Sanitation workers doing India's dirtiest jobs say Modi has failed them

Published April 7, 2019
Indian Prime Minister Narendra Modi washes the feet of sanitation workers. ─ Photo courtesy Narendra Modi Twitter
Indian Prime Minister Narendra Modi washes the feet of sanitation workers. ─ Photo courtesy Narendra Modi Twitter
A labourer cleans an underground sewer at Noida in the northern Indian state of Uttar Pradesh on September 2, 2010. ─ Reuters/File
A labourer cleans an underground sewer at Noida in the northern Indian state of Uttar Pradesh on September 2, 2010. ─ Reuters/File

Five sanitation workers, all from the lowest rung of India's caste system, were chosen in late February to meet a very important guest: Prime Minister Narendra Modi.

As cameras flashed, Modi proceeded to wash the feet of the workers, one by one, using water and his hands, a gesture intended to honour staff who clean toilets at the Kumbh Mela, a massive religious gathering in north India.

But sanitation workers, scores of whom die each year from asphyxiation while removing waste from underground drains, have had enough, said Bezwada Wilson, the head of the Safai Karmachari Andolan (SKA), or Sanitation Workers' Movement.

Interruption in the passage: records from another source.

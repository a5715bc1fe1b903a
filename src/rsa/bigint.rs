// Decimal Big Integer Arithmetic
// Arbitrary-precision non-negative integers, one decimal digit per element

use std::cmp::Ordering;
use std::fmt;
use std::ops::Mul;
use std::str::FromStr;

use crate::error::{Error, Result};

/// Arbitrary-precision non-negative integer stored as decimal digits,
/// most significant first.
///
/// Invariant: no leading zero unless the value is zero, which is the single
/// digit `0`. Values are immutable; every operation builds a new value.
#[derive(Debug, Clone, PartialEq, Eq)]
pub struct DecimalBigInt {
    digits: Vec<u8>,
}

impl DecimalBigInt {
    /// The value zero.
    pub fn zero() -> Self {
        DecimalBigInt { digits: vec![0] }
    }

    /// The value one.
    pub fn one() -> Self {
        DecimalBigInt { digits: vec![1] }
    }

    /// Create a big integer from u64.
    pub fn from_u64(mut n: u64) -> Self {
        if n == 0 {
            return Self::zero();
        }
        let mut digits = Vec::new();
        while n > 0 {
            digits.push((n % 10) as u8);
            n /= 10;
        }
        digits.reverse();
        DecimalBigInt { digits }
    }

    /// Build from raw digit values, trimming leading zeros to restore the
    /// canonical form.
    fn from_digits(mut digits: Vec<u8>) -> Self {
        let first_nonzero = digits.iter().position(|&d| d != 0).unwrap_or(digits.len());
        if first_nonzero > 0 {
            digits.drain(..first_nonzero);
        }
        if digits.is_empty() {
            digits.push(0);
        }
        DecimalBigInt { digits }
    }

    pub fn is_zero(&self) -> bool {
        self.digits == [0]
    }

    /// Parity of the least significant decimal digit.
    pub fn is_odd(&self) -> bool {
        self.digits[self.digits.len() - 1] % 2 == 1
    }

    /// Number of decimal digits in the canonical representation.
    pub fn digit_count(&self) -> usize {
        self.digits.len()
    }

    /// Subtract `other` from `self` with digit-by-digit borrow propagation,
    /// least significant digit first.
    ///
    /// The borrow chain assumes a non-negative difference, so a larger
    /// `other` is rejected up front rather than producing garbage digits.
    pub fn checked_sub(&self, other: &DecimalBigInt) -> Result<DecimalBigInt> {
        if self < other {
            return Err(Error::NegativeResult);
        }
        let mut digits = self.digits.clone();
        sub_in_place(&mut digits, &other.digits);
        Ok(DecimalBigInt { digits })
    }

    /// Long division, returning the quotient. Fails on a zero divisor.
    pub fn checked_div(&self, divisor: &DecimalBigInt) -> Result<DecimalBigInt> {
        Ok(self.div_rem(divisor)?.0)
    }

    /// Long division, returning the remainder. Fails on a zero divisor.
    pub fn checked_rem(&self, divisor: &DecimalBigInt) -> Result<DecimalBigInt> {
        Ok(self.div_rem(divisor)?.1)
    }

    /// Digit-by-digit long division.
    ///
    /// Each dividend digit is appended to a running remainder, then the
    /// divisor is subtracted from the remainder until it no longer fits;
    /// the subtraction count is that position's quotient digit (at most
    /// nine, since the remainder stays below divisor * 10).
    pub fn div_rem(&self, divisor: &DecimalBigInt) -> Result<(DecimalBigInt, DecimalBigInt)> {
        if divisor.is_zero() {
            return Err(Error::DivisionByZero);
        }

        let mut quotient = Vec::with_capacity(self.digits.len());
        let mut remainder: Vec<u8> = Vec::with_capacity(divisor.digits.len() + 1);

        for &digit in &self.digits {
            remainder.push(digit);
            while remainder.len() > 1 && remainder[0] == 0 {
                remainder.remove(0);
            }

            let mut q = 0u8;
            while cmp_digit_slices(&remainder, &divisor.digits) != Ordering::Less {
                sub_in_place(&mut remainder, &divisor.digits);
                q += 1;
            }
            quotient.push(q);
        }

        Ok((
            DecimalBigInt::from_digits(quotient),
            DecimalBigInt::from_digits(remainder),
        ))
    }
}

/// Compare two canonical digit slices: the shorter one is the smaller value,
/// equal lengths compare lexicographically.
fn cmp_digit_slices(a: &[u8], b: &[u8]) -> Ordering {
    a.len().cmp(&b.len()).then_with(|| a.cmp(b))
}

/// In-place digit subtraction with borrow, requiring `a >= b`. Trims the
/// result back to canonical form.
fn sub_in_place(a: &mut Vec<u8>, b: &[u8]) {
    let offset = a.len() - b.len();
    let mut borrow = 0i8;
    for k in (0..a.len()).rev() {
        let subtrahend = if k >= offset { b[k - offset] as i8 } else { 0 };
        let mut diff = a[k] as i8 - subtrahend - borrow;
        if diff < 0 {
            diff += 10;
            borrow = 1;
        } else {
            borrow = 0;
        }
        a[k] = diff as u8;
    }
    let first_nonzero = a.iter().position(|&d| d != 0).unwrap_or(a.len() - 1);
    if first_nonzero > 0 {
        a.drain(..first_nonzero);
    }
}

impl Ord for DecimalBigInt {
    fn cmp(&self, other: &Self) -> Ordering {
        cmp_digit_slices(&self.digits, &other.digits)
    }
}

impl PartialOrd for DecimalBigInt {
    fn partial_cmp(&self, other: &Self) -> Option<Ordering> {
        Some(self.cmp(other))
    }
}

impl Mul for &DecimalBigInt {
    type Output = DecimalBigInt;

    /// Grade-school long multiplication; the accumulation buffer is
    /// len(a) + len(b) digits and carries propagate leftward within it.
    fn mul(self, other: &DecimalBigInt) -> DecimalBigInt {
        let mut product = vec![0u8; self.digits.len() + other.digits.len()];

        for i in (0..self.digits.len()).rev() {
            if self.digits[i] == 0 {
                continue;
            }

            let mut carry = 0u32;
            for j in (0..other.digits.len()).rev() {
                let curr = self.digits[i] as u32 * other.digits[j] as u32
                    + product[i + j + 1] as u32
                    + carry;
                product[i + j + 1] = (curr % 10) as u8;
                carry = curr / 10;
            }
            product[i] += carry as u8;
        }

        DecimalBigInt::from_digits(product)
    }
}

impl FromStr for DecimalBigInt {
    type Err = Error;

    /// Parse a decimal-digit string. Empty input and non-digit characters
    /// are rejected here, the boundary where text enters the arithmetic.
    fn from_str(s: &str) -> Result<Self> {
        if s.is_empty() {
            return Err(Error::InvalidDigit("empty string".to_string()));
        }
        let mut digits = Vec::with_capacity(s.len());
        for ch in s.chars() {
            match ch.to_digit(10) {
                Some(d) => digits.push(d as u8),
                None => {
                    return Err(Error::InvalidDigit(format!("non-digit character {ch:?}")));
                }
            }
        }
        Ok(DecimalBigInt::from_digits(digits))
    }
}

impl fmt::Display for DecimalBigInt {
    fn fmt(&self, f: &mut fmt::Formatter<'_>) -> fmt::Result {
        for &d in &self.digits {
            write!(f, "{d}")?;
        }
        Ok(())
    }
}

More than 90 per cent of latrine cleaners are women, and all sanitation workers are Dalits, the social group at the bottom of India's caste system.

Ahead of general elections that begin on Thursday, the workers are reminding Modi of his promise to eradicate by this year the practice of manual scavenging and the cleaning, carrying or disposing of human excreta from dry latrines and sewers.

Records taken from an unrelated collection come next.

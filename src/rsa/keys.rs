// RSA Key Material
// Modulus and exponents supplied as external configuration, never generated here

use crate::error::{Error, Result};
use crate::rsa::bigint::DecimalBigInt;
use crate::rsa::encrypt::CiphertextPair;

/// RSA key constants for the block cipher.
///
/// Loaded once from decimal strings and injected wherever the arithmetic
/// needs them; there are no process-wide statics, so tests can supply toy
/// keys.
#[derive(Debug, Clone, PartialEq, Eq)]
pub struct RsaKeys {
    pub modulus: DecimalBigInt,
    pub public_exp: DecimalBigInt,
    pub private_exp: DecimalBigInt,
}

impl RsaKeys {
    /// Parse and validate the three decimal key strings.
    ///
    /// Empty or non-numeric input is rejected, as is a zero modulus, which
    /// would turn every later reduction into a division by zero.
    pub fn from_decimal_strs(modulus: &str, public_exp: &str, private_exp: &str) -> Result<Self> {
        let modulus: DecimalBigInt = modulus.parse()?;
        let public_exp: DecimalBigInt = public_exp.parse()?;
        let private_exp: DecimalBigInt = private_exp.parse()?;

        if modulus.is_zero() {
            return Err(Error::DivisionByZero);
        }

        Ok(RsaKeys {
            modulus,
            public_exp,
            private_exp,
        })
    }

    /// Encrypt text line by line with the public exponent.
    pub fn encrypt(&self, text: &str) -> Result<Vec<CiphertextPair>> {
        super::encrypt::encrypt_text(text, self)
    }

    /// Decrypt ciphertext pairs with the private exponent.
    pub fn decrypt(&self, pairs: &[CiphertextPair]) -> Result<Vec<String>> {
        super::decrypt::decrypt_pairs(pairs, self)
    }
}
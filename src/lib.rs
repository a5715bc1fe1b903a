// decimal_rsa - RSA-style block encryption over decimal big integers
// Command-line dispatch and I/O belong to the caller; this crate is the core

pub mod error;
pub mod rsa;

pub use error::{Error, Result};
pub use rsa::{
    decrypt_pairs, encrypt_text, mod_exponent, pair_ciphertext_lines, CiphertextPair,
    DecimalBigInt, RsaKeys,
};
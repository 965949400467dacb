//! Remote service clients and their seams.

pub mod entrez;
pub mod openaccess;

use async_trait::async_trait;
use chrono::{DateTime, Utc};

use pubharvest_common::records::ArticleRecord;
use pubharvest_common::Result;

/// Inclusive publication-date window for a sweep.
#[derive(Debug, Clone, Copy)]
pub struct DateWindow {
    pub start: DateTime<Utc>,
    pub end: DateTime<Utc>,
}

/// Result of fetching one record. Per-record failures are data, not control
/// flow; they never propagate as errors past the client.
#[derive(Debug, Clone)]
pub enum FetchOutcome {
    Fetched(Box<ArticleRecord>),
    Failed { pubmed_id: String, message: String },
}

/// Keyword search + per-ID fetch against the remote bibliographic service.
#[async_trait]
pub trait BibliographicSource: Send + Sync {
    /// IDs of records matching `query` published inside `window`, paginated
    /// until a short page or `cap` is reached.
    async fn search(&self, query: &str, window: &DateWindow, cap: usize) -> Result<Vec<String>>;

    /// Structured record for one ID.
    async fn fetch(&self, pubmed_id: &str) -> FetchOutcome;
}

/// Where the open-access service says a record's full text lives.
#[derive(Debug, Clone, PartialEq, Eq)]
pub enum OaLocation {
    DirectPdf(String),
    Archive(String),
}

/// Open-access resolution for a secondary identifier.
#[async_trait]
pub trait OpenAccessResolver: Send + Sync {
    /// `Ok(None)` means the service answered and the record is not open
    /// access; `Err` means the lookup itself failed.
    async fn resolve(&self, pmcid: &str) -> Result<Option<OaLocation>>;
}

“(Modi) has done nothing for us in the past five years,” Wilson said.

India has laws banning the hiring of manual scavengers, but they have not been properly enforced, mostly due to difficulty collecting evidence and apathy by successive governments. Workers picking up human waste with bare hands is a common sight at railway stations.

While government estimates peg the number of manual scavengers at anywhere between 14,000 and 31,000, the SKA says the figure is closer to 770,000, with nearly 1,800 sewer cleaners asphyxiating to death in the last decade.

The community has little political power and Modi remains the front-runner to win the election, but critics point to their condition as another example of lofty promises undone and the empty symbolism of washing their feet.

Wilson has launched a hashtag #StopKillingUs on Twitter and demanded government help workers find jobs that give them dignity.

Most sanitation workers find it difficult to get other work because of caste-based barriers, while many operate without formal contracts and are unaware of the terms of their employment, a study by US-based advisory firm Dalberg shows.

The workers whose feet Modi washed in February are not satisfied with their jobs and want an end to manual scavenging, they told the Indian Express newspaper last month.

One said he was grateful for the honour, calling Modi a great man. But, he added: "There is no difference in our lives. We were doing this cleaning work before too, we continue to do it."